Each twig and branch has its own cultural bark and buds--language, customs, work, smells, food. The shape of the thicket, if you push way back through time and over the curving earth, is your path heritage, your journey to here and now. It might lead back through Asia into India and Afghanistan, or down through Indonesia across the Banda Sea to New Guinea, or from the southern tip of the Americas up through Alaska into Siberia and down to Iran, or into the welling foothills of the Carpathians, then over the Asian steppe. Together we claim five billion paths over millions of years. But each of those paths seems to lead to our ancient home in Africa.
Your path heritage--all the richness of who you are--records the road your ancestors traveled and the meetings they produced. The idea of whiteness is a recent addition. It stands alone and separate from your ethnic past. Whiteness is unique. It is about racism. Whiteness has no meaning except as a way to maintain racism.
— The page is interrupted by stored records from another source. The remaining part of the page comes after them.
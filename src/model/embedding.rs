//! Embedding of discrete latent codes on a 2D grid.

use candle_core::{DType, Result, Tensor};
use candle_nn::{Embedding, Module, VarBuilder};

/// Learned value + 2D position embedding for a grid of codebook indices.
///
/// Each latent pixel at row `r`, column `c` (flattened as `r * width + c`) is
/// embedded as `emb[index] + height_emb[r] + width_emb[c]`.
pub struct ImagePositionalEmbeddings {
    /// Codebook embeddings (num_embed, embed_dim)
    emb: Embedding,
    /// Row embeddings (height, embed_dim)
    height_emb: Embedding,
    /// Column embeddings (width, embed_dim)
    width_emb: Embedding,
    num_embed: usize,
    embed_dim: usize,
    height: usize,
    width: usize,
}

impl ImagePositionalEmbeddings {
    /// Create the embedding table.
    ///
    /// # Arguments
    /// * `num_embed` - Codebook size, including the mask token
    /// * `embed_dim` - Output width
    /// * `height`, `width` - Latent grid size
    /// * `vb` - Variable builder for loading weights
    ///
    /// # Errors
    /// Returns an error if weight loading fails.
    #[allow(clippy::needless_pass_by_value)]
    pub fn new(
        num_embed: usize,
        embed_dim: usize,
        height: usize,
        width: usize,
        vb: VarBuilder,
    ) -> Result<Self> {
        let emb = candle_nn::embedding(num_embed, embed_dim, vb.pp("emb"))?;
        let height_emb = candle_nn::embedding(height, embed_dim, vb.pp("height_emb"))?;
        let width_emb = candle_nn::embedding(width, embed_dim, vb.pp("width_emb"))?;

        Ok(Self {
            emb,
            height_emb,
            width_emb,
            num_embed,
            embed_dim,
            height,
            width,
        })
    }

    /// Position embeddings for the full grid, shape (1, height * width, embed_dim).
    ///
    /// # Errors
    /// Returns an error if tensor operations fail.
    pub fn position_embeddings(&self) -> Result<Tensor> {
        let device = self.emb.embeddings().device();

        #[allow(clippy::cast_possible_truncation)]
        let rows = Tensor::arange(0u32, self.height as u32, device)?;
        #[allow(clippy::cast_possible_truncation)]
        let cols = Tensor::arange(0u32, self.width as u32, device)?;

        // (H, D) -> (H, 1, D) and (W, D) -> (1, W, D), broadcast to (H, W, D)
        let row_emb = self.height_emb.forward(&rows)?.unsqueeze(1)?;
        let col_emb = self.width_emb.forward(&cols)?.unsqueeze(0)?;
        let pos = row_emb.broadcast_add(&col_emb)?;

        pos.reshape((1, self.height * self.width, self.embed_dim))
    }

    /// Forward pass.
    ///
    /// # Arguments
    /// * `index` - Codebook indices of shape (batch, seq_len), `seq_len <= height * width`
    ///
    /// # Returns
    /// Embeddings of shape (batch, seq_len, embed_dim)
    ///
    /// # Errors
    /// Returns an error if `seq_len` exceeds the grid or a lookup fails.
    pub fn forward(&self, index: &Tensor) -> Result<Tensor> {
        let (_, seq_len) = index.dims2()?;
        if seq_len > self.num_positions() {
            return Err(candle_core::Error::Msg(format!(
                "Sequence length {seq_len} exceeds the {}x{} latent grid",
                self.height, self.width
            )));
        }

        let index = if index.dtype() == DType::U32 {
            index.clone()
        } else {
            index.to_dtype(DType::U32)?
        };
        let emb = self.emb.forward(&index)?;
        let pos = self.position_embeddings()?.narrow(1, 0, seq_len)?;
        emb.broadcast_add(&pos.to_dtype(emb.dtype())?)
    }

    #[must_use]
    pub fn num_embed(&self) -> usize {
        self.num_embed
    }

    #[must_use]
    pub fn embed_dim(&self) -> usize {
        self.embed_dim
    }

    #[must_use]
    pub fn height(&self) -> usize {
        self.height
    }

    #[must_use]
    pub fn width(&self) -> usize {
        self.width
    }

    /// Number of grid positions covered by the table.
    #[must_use]
    pub fn num_positions(&self) -> usize {
        self.height * self.width
    }
}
When scientists talk about race, they mean a subset of a species: populations of plants or animals that are distinct because they're physically separated from others of their species but capable of interbreeding if the barriers are removed and the populations commingled. Stephen Jay Gould, Harvard biologist and well-known essayist, argues that race as a biological concept is valuable only in taxonomy and ecological studies. Race has no other scientific meaning. But the human species long ago broke through any range limitations and geographic isolation. There's no scientific reason for racial classification of homo sapiens. Its use in describing humans is political and cultural.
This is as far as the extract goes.